Raaja Nemani and Aaron Firestein treat their new shoe line like artwork. The co-founders of Chicago-based Bucketfeet use simple canvas silhouettes to showcase the work of up-and-coming artists.
The partners met in 2008 while volunteering at a children’s organization in Argentina. While there, Firestein was invited to do a photo documentary in which he shadowed street artists in Rio, photographing their lives and work. It sparked an appreciation for unsung talent.
“Artists from around the world who don’t get an opportunity to showcase their talent [now can],” Firestein said about Bucketfeet, which launched in 2011 as an online business at Bucketfeet.com. “They can use footwear as a platform.”
Participating artists are paid $250 up front for their designs, in addition to $1 for every shoe sold. Currently, eight artists have signed on, with 12 others slated to debut this fall. Even Firestein is among the artists whose work appears on the footwear.
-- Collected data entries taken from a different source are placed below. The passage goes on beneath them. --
//! Page layout: header, scroll progress bar, content and footer.

use chrono::Datelike;
use dioxus::prelude::*;

use super::nav::Nav;
use crate::app::dom::{use_reveal_on_scroll, use_scroll_metrics};
use crate::motion::current_device_profile;

#[derive(Props, Clone, PartialEq)]
pub struct LayoutProps {
    /// Page title (shown in browser tab)
    pub title: String,
    /// Page content
    pub children: Element,
}

/// Release and commit shown in the footer tooltip
fn build_label() -> String {
    format!("{} ({})", env!("SITE_VERSION"), env!("SITE_GIT_SHA"))
}

/// Main layout component wrapping the page.
#[component]
pub fn Layout(props: LayoutProps) -> Element {
    let title = props.title.clone();
    let year = chrono::Local::now().year();
    let build = build_label();
    let reveal_mode = use_hook(|| current_device_profile().reveal_mode());
    use_reveal_on_scroll(reveal_mode);
    let metrics = use_scroll_metrics();
    let progress = metrics().progress();

    rsx! {
        document::Title { "{title}" }
        div { class: "progress",
            div { class: "progress__bar", style: "width: {progress}%" }
        }
        Nav {}
        main { id: "top", {props.children} }
        footer { class: "footer", title: "Build {build}",
            small { "© "
                span { id: "year", "{year}" }
                " Yossef Salim"
            }
        }
    }
}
Today, online sales account for about 45 percent of Bucketfeet’s business, with the remainder done through roughly 50 brick-and-mortar stores around the world, including the Uprise skate shop in Chicago, Kitson Korea and Urban Research in Japan.
“Things are coming together,” said Firestein, adding that the duo brought on private investors earlier this year and built up its sales team. “We are now into phase two.”
The business is divided evenly between the men’s and women’s categories. Styles consist of three slip-ons and two laceups, each retailing for $65. All incorporate padded footbeds with massage bubbles.
To further promote the work of their collaborating artists, Bucketfeet places cards in each shoebox with information on their backgrounds and links to their personal websites. “We tell the stories of artists,” said Nemani. “We create connections with people from around the world. It’s our passion to spread their art.”
And while footwear is the brand’s focus, the partners could possibly turn the line into a lifestyle collection. “We don’t want to spread ourselves too thin too early,” said Nemani. “However, there are natural product extensions, even textile designs.”